Whew. His apparent deception of Hermione is just to fool Lucius. Oh, how could I have doubted your intentions, dear author? The progression of his explanation was well thought out. His jealousy of Lucius and Hermione seemed to be a tiny chink in his protective armor, but he went full disclosure of his love for Hermione, despite his better judgement. Nice way to use the Patronus to illustrate that. And a little lemony finish made this one of the best chapters yet.
All I can say is WOW!!! Bravo! I love it. How wonderful, you have a great talent.
To turn from last chapter's end to this one is unbelievable. And to find that he loves her! My heart is aching with joy!She is so forgiving, but what else could she have done? He exposed himself for her and she didn't shun him after what he'd said to Malfoy.
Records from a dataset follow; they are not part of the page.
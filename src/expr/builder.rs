//! Typed, fluent builders over the [`crate::expr::node::Node`] tree.
//!
//! Every method returns a fresh, immutable node; chaining reads left-to-right *as written*, not
//! by mathematical precedence — `age.add(3).mul(4)` lowers as `(age + 3) * 4`. Nest literal
//! builders to get algebraic precedence.

use crate::err::Error;
use crate::err::ErrorKind;
use crate::expr::node::ArithOp;
use crate::expr::node::CmpOp;
use crate::expr::node::ConvertKind;
use crate::expr::node::LiteralValue;
use crate::expr::node::LogicOp;
use crate::expr::node::Node;
use crate::expr::node::ResultType;
use std::sync::Arc;

macro_rules! typed_expr {
	($name:ident, $ty:expr) => {
		/// A statically-typed expression node.
		#[derive(Clone, Debug)]
		pub struct $name(pub(crate) Arc<Node>);

		impl $name {
			fn from_node(node: Node) -> Self {
				Self(Arc::new(node))
			}

			/// Erases the static type, for use in contexts (if/else branches, let bodies) that
			/// only know the result type at lowering time.
			pub fn erase(self) -> AnyExpr {
				AnyExpr(self.0)
			}
		}

		impl From<$name> for AnyExpr {
			fn from(value: $name) -> Self {
				value.erase()
			}
		}
	};
}

typed_expr!(IntExpr, ResultType::Int);
typed_expr!(FloatExpr, ResultType::Float);
typed_expr!(StrExpr, ResultType::Str);
typed_expr!(BoolExpr, ResultType::Bool);
typed_expr!(BlobExpr, ResultType::Blob);

/// A type-erased expression, produced by [`IntExpr::erase`] and friends. Used where the concrete
/// result type is only known once the tree is complete (if/else branches, let bodies, var refs).
#[derive(Clone, Debug)]
pub struct AnyExpr(pub(crate) Arc<Node>);

impl AnyExpr {
	pub(crate) fn node(&self) -> &Arc<Node> {
		&self.0
	}

	/// The statically-tracked result type of the underlying node.
	pub fn result_type(&self) -> ResultType {
		self.0.result_type()
	}
}

fn typed_arith(op: ArithOp, left: Arc<Node>, right: Arc<Node>, ty: ResultType) -> Node {
	Node::Arith { op, left, right, ty }
}

fn typed_cmp(op: CmpOp, left: Arc<Node>, right: Arc<Node>) -> Node {
	Node::Cmp { op, left, right }
}

/// A bin reference of type `Int`.
pub fn int_bin(name: impl Into<String>) -> IntExpr {
	IntExpr::from_node(Node::BinRef { ty: ResultType::Int, name: name.into() })
}

/// A bin reference of type `Float`.
pub fn float_bin(name: impl Into<String>) -> FloatExpr {
	FloatExpr::from_node(Node::BinRef { ty: ResultType::Float, name: name.into() })
}

/// A bin reference of type `Str`.
pub fn str_bin(name: impl Into<String>) -> StrExpr {
	StrExpr::from_node(Node::BinRef { ty: ResultType::Str, name: name.into() })
}

/// A bin reference of type `Bool`.
pub fn bool_bin(name: impl Into<String>) -> BoolExpr {
	BoolExpr::from_node(Node::BinRef { ty: ResultType::Bool, name: name.into() })
}

/// A bin reference of type `Blob`.
pub fn blob_bin(name: impl Into<String>) -> BlobExpr {
	BlobExpr::from_node(Node::BinRef { ty: ResultType::Blob, name: name.into() })
}

impl From<i32> for IntExpr {
	fn from(v: i32) -> Self {
		IntExpr::from_node(Node::Literal { value: LiteralValue::Int(v as i64), ty: ResultType::Int })
	}
}

impl From<i64> for IntExpr {
	fn from(v: i64) -> Self {
		IntExpr::from_node(Node::Literal { value: LiteralValue::Int(v), ty: ResultType::Int })
	}
}

impl From<f32> for FloatExpr {
	fn from(v: f32) -> Self {
		FloatExpr::from_node(Node::Literal { value: LiteralValue::Float(v as f64), ty: ResultType::Float })
	}
}

impl From<f64> for FloatExpr {
	fn from(v: f64) -> Self {
		FloatExpr::from_node(Node::Literal { value: LiteralValue::Float(v), ty: ResultType::Float })
	}
}

impl From<&str> for StrExpr {
	fn from(v: &str) -> Self {
		StrExpr::from_node(Node::Literal { value: LiteralValue::Str(v.to_owned()), ty: ResultType::Str })
	}
}

impl From<String> for StrExpr {
	fn from(v: String) -> Self {
		StrExpr::from_node(Node::Literal { value: LiteralValue::Str(v), ty: ResultType::Str })
	}
}

impl From<bool> for BoolExpr {
	fn from(v: bool) -> Self {
		BoolExpr::from_node(Node::Literal { value: LiteralValue::Bool(v), ty: ResultType::Bool })
	}
}

impl From<Vec<u8>> for BlobExpr {
	fn from(v: Vec<u8>) -> Self {
		BlobExpr::from_node(Node::Literal { value: LiteralValue::Blob(v), ty: ResultType::Blob })
	}
}

macro_rules! numeric_ops {
	($ty:ident, $rt:expr) => {
		impl $ty {
			/// `self + rhs`.
			pub fn add(self, rhs: impl Into<$ty>) -> $ty {
				$ty::from_node(typed_arith(ArithOp::Add, self.0, rhs.into().0, $rt))
			}
			/// `self - rhs`.
			pub fn sub(self, rhs: impl Into<$ty>) -> $ty {
				$ty::from_node(typed_arith(ArithOp::Sub, self.0, rhs.into().0, $rt))
			}
			/// `self * rhs`.
			pub fn mul(self, rhs: impl Into<$ty>) -> $ty {
				$ty::from_node(typed_arith(ArithOp::Mul, self.0, rhs.into().0, $rt))
			}
			/// `self / rhs`. Division by a literal zero lowers normally.
			pub fn div(self, rhs: impl Into<$ty>) -> $ty {
				$ty::from_node(typed_arith(ArithOp::Div, self.0, rhs.into().0, $rt))
			}
			/// `self == rhs`.
			pub fn eq(self, rhs: impl Into<$ty>) -> BoolExpr {
				BoolExpr::from_node(typed_cmp(CmpOp::Eq, self.0, rhs.into().0))
			}
			/// `self != rhs`.
			pub fn ne(self, rhs: impl Into<$ty>) -> BoolExpr {
				BoolExpr::from_node(typed_cmp(CmpOp::Ne, self.0, rhs.into().0))
			}
			/// `self < rhs`.
			pub fn lt(self, rhs: impl Into<$ty>) -> BoolExpr {
				BoolExpr::from_node(typed_cmp(CmpOp::Lt, self.0, rhs.into().0))
			}
			/// `self <= rhs`.
			pub fn le(self, rhs: impl Into<$ty>) -> BoolExpr {
				BoolExpr::from_node(typed_cmp(CmpOp::Le, self.0, rhs.into().0))
			}
			/// `self > rhs`.
			pub fn gt(self, rhs: impl Into<$ty>) -> BoolExpr {
				BoolExpr::from_node(typed_cmp(CmpOp::Gt, self.0, rhs.into().0))
			}
			/// `self >= rhs`.
			pub fn gte(self, rhs: impl Into<$ty>) -> BoolExpr {
				BoolExpr::from_node(typed_cmp(CmpOp::Ge, self.0, rhs.into().0))
			}
			/// `lo <= self <= hi`.
			pub fn between(self, lo: impl Into<$ty>, hi: impl Into<$ty>) -> BoolExpr {
				BoolExpr::from_node(Node::Between { value: self.0, low: lo.into().0, high: hi.into().0 })
			}
		}
	};
}

numeric_ops!(IntExpr, ResultType::Int);
numeric_ops!(FloatExpr, ResultType::Float);

macro_rules! ordered_ops {
	($ty:ident) => {
		impl $ty {
			/// `self == rhs`.
			pub fn eq(self, rhs: impl Into<$ty>) -> BoolExpr {
				BoolExpr::from_node(typed_cmp(CmpOp::Eq, self.0, rhs.into().0))
			}
			/// `self != rhs`.
			pub fn ne(self, rhs: impl Into<$ty>) -> BoolExpr {
				BoolExpr::from_node(typed_cmp(CmpOp::Ne, self.0, rhs.into().0))
			}
			/// `self < rhs`, lexicographic for `Str`.
			pub fn lt(self, rhs: impl Into<$ty>) -> BoolExpr {
				BoolExpr::from_node(typed_cmp(CmpOp::Lt, self.0, rhs.into().0))
			}
			/// `self <= rhs`, lexicographic for `Str`.
			pub fn le(self, rhs: impl Into<$ty>) -> BoolExpr {
				BoolExpr::from_node(typed_cmp(CmpOp::Le, self.0, rhs.into().0))
			}
			/// `self > rhs`, lexicographic for `Str`.
			pub fn gt(self, rhs: impl Into<$ty>) -> BoolExpr {
				BoolExpr::from_node(typed_cmp(CmpOp::Gt, self.0, rhs.into().0))
			}
			/// `self >= rhs`, lexicographic for `Str`.
			pub fn gte(self, rhs: impl Into<$ty>) -> BoolExpr {
				BoolExpr::from_node(typed_cmp(CmpOp::Ge, self.0, rhs.into().0))
			}
		}
	};
}

ordered_ops!(StrExpr);

impl BlobExpr {
	/// `self == rhs`.
	pub fn eq(self, rhs: impl Into<BlobExpr>) -> BoolExpr {
		BoolExpr::from_node(typed_cmp(CmpOp::Eq, self.0, rhs.into().0))
	}
	/// `self != rhs`.
	pub fn ne(self, rhs: impl Into<BlobExpr>) -> BoolExpr {
		BoolExpr::from_node(typed_cmp(CmpOp::Ne, self.0, rhs.into().0))
	}
}

impl BoolExpr {
	/// `self == rhs`.
	pub fn eq(self, rhs: impl Into<BoolExpr>) -> BoolExpr {
		BoolExpr::from_node(typed_cmp(CmpOp::Eq, self.0, rhs.into().0))
	}
	/// `self != rhs`.
	pub fn ne(self, rhs: impl Into<BoolExpr>) -> BoolExpr {
		BoolExpr::from_node(typed_cmp(CmpOp::Ne, self.0, rhs.into().0))
	}
	/// Short-circuit `self AND rhs`.
	pub fn and(self, rhs: impl Into<BoolExpr>) -> BoolExpr {
		BoolExpr::from_node(Node::Logic { op: LogicOp::And, operands: vec![self.0, rhs.into().0] })
	}
	/// Short-circuit `self OR rhs`.
	pub fn or(self, rhs: impl Into<BoolExpr>) -> BoolExpr {
		BoolExpr::from_node(Node::Logic { op: LogicOp::Or, operands: vec![self.0, rhs.into().0] })
	}
	/// `NOT self`.
	pub fn not(self) -> BoolExpr {
		BoolExpr::from_node(Node::Logic { op: LogicOp::Not, operands: vec![self.0] })
	}
}

impl IntExpr {
	/// Explicit `Int -> Float` conversion.
	pub fn to_float(self) -> FloatExpr {
		FloatExpr::from_node(Node::Convert { kind: ConvertKind::ToFloat, inner: self.0, ty: ResultType::Float })
	}
}

impl FloatExpr {
	/// Explicit `Float -> Int` conversion, truncating toward zero.
	pub fn to_int(self) -> IntExpr {
		IntExpr::from_node(Node::Convert { kind: ConvertKind::ToInt, inner: self.0, ty: ResultType::Int })
	}
}

/// Starts an `if`/`elif`*/`else` chain. The type system only exposes `.elif()` and `.else_()` on
/// the returned builder, so a chain cannot be finished without a terminating `else` — "ill-formed
/// conditional" is therefore unreachable through this surface; [`crate::expr::lower`] still
/// checks it defensively for anyone assembling a [`Node::If`] directly.
pub fn if_(cond: BoolExpr, then: impl Into<AnyExpr>) -> IfBuilder {
	IfBuilder {
		branches: vec![(cond.0, then.into().0)],
	}
}

/// Builder returned by [`if_`]; see its documentation.
#[derive(Debug)]
pub struct IfBuilder {
	branches: Vec<(Arc<Node>, Arc<Node>)>,
}

impl IfBuilder {
	/// Adds another `elif` branch.
	#[must_use]
	pub fn elif(mut self, cond: BoolExpr, then: impl Into<AnyExpr>) -> Self {
		self.branches.push((cond.0, then.into().0));
		self
	}

	/// Terminates the chain with an unconditional `else` branch.
	pub fn else_(self, value: impl Into<AnyExpr>) -> AnyExpr {
		AnyExpr(Arc::new(Node::If {
			branches: self.branches,
			else_branch: Some(value.into().0),
		}))
	}
}

/// Starts a scoped local-variable block: `define(name).as(expr)[.and(name).as(expr)]*.then(body)`.
pub fn define(name: impl Into<String>) -> LetBuilder {
	LetBuilder {
		bindings: Vec::new(),
		pending_name: Some(name.into()),
	}
}

/// Builder returned by [`define`]; see its documentation.
#[derive(Debug)]
pub struct LetBuilder {
	bindings: Vec<(String, Arc<Node>)>,
	pending_name: Option<String>,
}

impl LetBuilder {
	/// Supplies the value expression for the most recently named binding.
	pub fn as_(mut self, value: impl Into<AnyExpr>) -> Self {
		let name = self.pending_name.take().expect("as_ called without a pending binding name");
		self.bindings.push((name, value.into().0));
		self
	}

	/// Names the next binding; must be followed by `.as_(value)`.
	#[must_use]
	pub fn and(mut self, name: impl Into<String>) -> Self {
		self.pending_name = Some(name.into());
		self
	}

	/// Terminates the block, evaluating `body` in the scope of every binding declared so far.
	/// Scope resolution (does every `var_*` reference a bound name of a matching type?) happens
	/// at lowering time, per spec.
	pub fn then(self, body: impl Into<AnyExpr>) -> AnyExpr {
		AnyExpr(Arc::new(Node::LetIn {
			bindings: self.bindings,
			body: body.into().0,
		}))
	}
}

/// References a local variable bound by an enclosing [`define`] block, asserting it has type
/// `Int`. Unresolved names, or names bound to a different type, are a lowering error.
pub fn var_int(name: impl Into<String>) -> IntExpr {
	IntExpr::from_node(Node::VarRef { name: name.into(), ty: ResultType::Int })
}

/// Like [`var_int`] but asserting type `Float`.
pub fn var_float(name: impl Into<String>) -> FloatExpr {
	FloatExpr::from_node(Node::VarRef { name: name.into(), ty: ResultType::Float })
}

/// Like [`var_int`] but asserting type `Str`.
pub fn var_str(name: impl Into<String>) -> StrExpr {
	StrExpr::from_node(Node::VarRef { name: name.into(), ty: ResultType::Str })
}

/// Like [`var_int`] but asserting type `Bool`.
pub fn var_bool(name: impl Into<String>) -> BoolExpr {
	BoolExpr::from_node(Node::VarRef { name: name.into(), ty: ResultType::Bool })
}

/// Like [`var_int`] but asserting type `Blob`.
pub fn var_blob(name: impl Into<String>) -> BlobExpr {
	BlobExpr::from_node(Node::VarRef { name: name.into(), ty: ResultType::Blob })
}

/// Convenience for callers that already hold an [`AnyExpr`] and want a typed error when it turns
/// out to be the wrong shape (e.g. after `.else_()`).
pub fn expect_type(expr: &AnyExpr, expected: ResultType) -> Result<(), Error> {
	let actual = expr.result_type();
	if actual == expected {
		Ok(())
	} else {
		Err(ErrorKind::TypeError.with_context(format!("expected {expected}, found {actual}")))
	}
}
I cannot wait to see how she handles giving up her memories. And where their relationship goes after this. I wonder if he would have told her how he felt if she hadn't caught him lying to Lucius? But I'm glad the cat's out of the bag.
I cannot wait for more. Literally! And by Halloween! I wonder if your story has a happy ending on Halloween since that is when the first met...
As I had hoped, he was indeed the double agent again. Such a wonderful scene as she discovers undeniably that he loves her.
Great chapter.
Wow. I wish I could remember who recced this story. I owe them virtual flowers.That may be my favorite chapter.
I'm so glad he has finally let go of Lily. I think this line is beautiful “No, it must be love. Nothing else can cause this ache.” it's such a Snape way of admitting something. Great chapter.